Die polnische Geschichte haben wir in aus unserer Sicht sinnvolle Phasen eingeteilt, die Sie der Reihe nach oder einzeln ansehen können. Variante Eins: Sie beginnen mit der unten stehenden Einleitung und klicken jeweils unten auf den Weiter-link. Variante Zwei: Sie wählen aus der Liste einfach aus, was Sie interessiert.

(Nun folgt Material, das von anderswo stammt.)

// Licensed to the Apache Software Foundation (ASF) under one
// or more contributor license agreements.  See the NOTICE file
// distributed with this work for additional information
// regarding copyright ownership.  The ASF licenses this file
// to you under the Apache License, Version 2.0 (the
// "License"); you may not use this file except in compliance
// with the License.  You may obtain a copy of the License at
//
//   http://www.apache.org/licenses/LICENSE-2.0
//
// Unless required by applicable law or agreed to in writing,
// software distributed under the License is distributed on an
// "AS IS" BASIS, WITHOUT WARRANTIES OR CONDITIONS OF ANY
// KIND, either express or implied.  See the License for the
// specific language governing permissions and limitations
// under the License.

use super::*;
use agcod_core::ErrorKind;
use agcod_gift_card::build_cancel_request;
use pretty_assertions::assert_eq;

const CANCEL_RESPONSE: &str =
    r#"{"creationRequestId":"AcmeJJHY0000000001","gcId":"A2GCN9BRX5QS76","status":"SUCCESS"}"#;

#[tokio::test]
async fn test_cancel_gift_card() -> Result<()> {
    let http = RecordingHttpSend::new(200, CANCEL_RESPONSE);
    let client = init_client(&http);

    let resp = client
        .cancel_gift_card("EU", PARTNER_ID, "AcmeJJHY0000000001")
        .await?;
    assert_eq!(resp.status, "SUCCESS");
    assert_eq!(resp.creation_request_id, "AcmeJJHY0000000001");
    assert_eq!(resp.gc_id.as_deref(), Some("A2GCN9BRX5QS76"));

    let requests = http.requests();
    assert_eq!(requests.len(), 1);
    let (parts, body) = &requests[0];
    assert_eq!(
        parts.uri.to_string(),
        "https://agcod-v2-eu-gamma.amazon.com/CancelGiftCard"
    );
    assert_eq!(
        parts.headers["x-amz-target"],
        "com.amazonaws.agcod.AGCODService.CancelGiftCard"
    );

    let body: serde_json::Value = serde_json::from_slice(body).unwrap();
    assert_eq!(
        body,
        serde_json::json!({
            "creationRequestId": "AcmeJJHY0000000001",
            "partnerId": "Acme",
        })
    );
    Ok(())
}

#[tokio::test]
async fn test_send_cancel_request_with_gc_id() -> Result<()> {
    let http = RecordingHttpSend::new(200, CANCEL_RESPONSE);
    let client = init_client(&http);

    let req = build_cancel_request(PARTNER_ID, "AcmeJJHY0000000001")?.with_gc_id("A2GCN9BRX5QS76");
    client.send_cancel_request("NA", &req).await?;

    let requests = http.requests();
    let body: serde_json::Value = serde_json::from_slice(&requests[0].1).unwrap();
    assert_eq!(body["gcId"], "A2GCN9BRX5QS76");
    Ok(())
}

#[tokio::test]
async fn test_cancel_gift_card_rejects_foreign_id() {
    let http = RecordingHttpSend::new(200, CANCEL_RESPONSE);
    let client = init_client(&http);

    let err = client
        .cancel_gift_card("NA", PARTNER_ID, "OtherJJHY0000000001")
        .await
        .expect_err("id of another partner must be rejected");

    assert_eq!(err.kind(), ErrorKind::RequestInvalid);
    assert!(http.requests().is_empty());
}

#[tokio::test]
async fn test_cancel_gift_card_unsupported_region_sends_nothing() {
    let http = RecordingHttpSend::new(200, CANCEL_RESPONSE);
    let client = init_client(&http);

    let err = client
        .cancel_gift_card("us", PARTNER_ID, "AcmeJJHY0000000001")
        .await
        .expect_err("lowercase region must be rejected");

    assert_eq!(err.kind(), ErrorKind::UnsupportedRegion);
    assert!(http.requests().is_empty());
}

Geschichte ist kein roter Faden
Zur geschichtlichen Entwicklung gibt es immer verschiedene Interpretationen. Wenn die meisten historischen Eckdaten doch bewiesen sind, bleibt immer viel Raum für Auslegungen: Während manche das Land Polen schon immer als «zwischen die Mächte geraten» bezeichnen, andere schon die Grundanlage für ein «Bollwerk gegen den Osten» in der Steinzeit suchen und manch einer freundlicher von einer «ständigen Brücke zwischen Ost und West» spricht - solch einen roten Faden zu suchen, kommt immer einer Unterstellung gleich. Daher soll diese Darstellung hier so weit wie möglich wertfrei sein und sich ausschließlich auf historische Fakten stützen. Zugleich ist sie auch eine sehr kurze Zusammenfassung, die nicht alle parallelen Entwicklung darstellen kann, sondern nur wichtige «Highlights» herausgreift. Viele dieser «Highlights» sind für das Verständnis der polnischen Kultur ganz entscheidend. Und: Über die Lektüre dieses Textes hinaus lohnt sich die weitergehende Beschäftigung mit Literatur. Ob Sie das eher in Form von präzisen aber eher trockenen Geschichtsbüchern, oder mehr oder weniger genauer historischer Romanen tun möchten, bleibt Ihnen überlassen. In unserer Buchecke finden Sie - wie geschrieben - für jeden Fall einige Literaturtipps.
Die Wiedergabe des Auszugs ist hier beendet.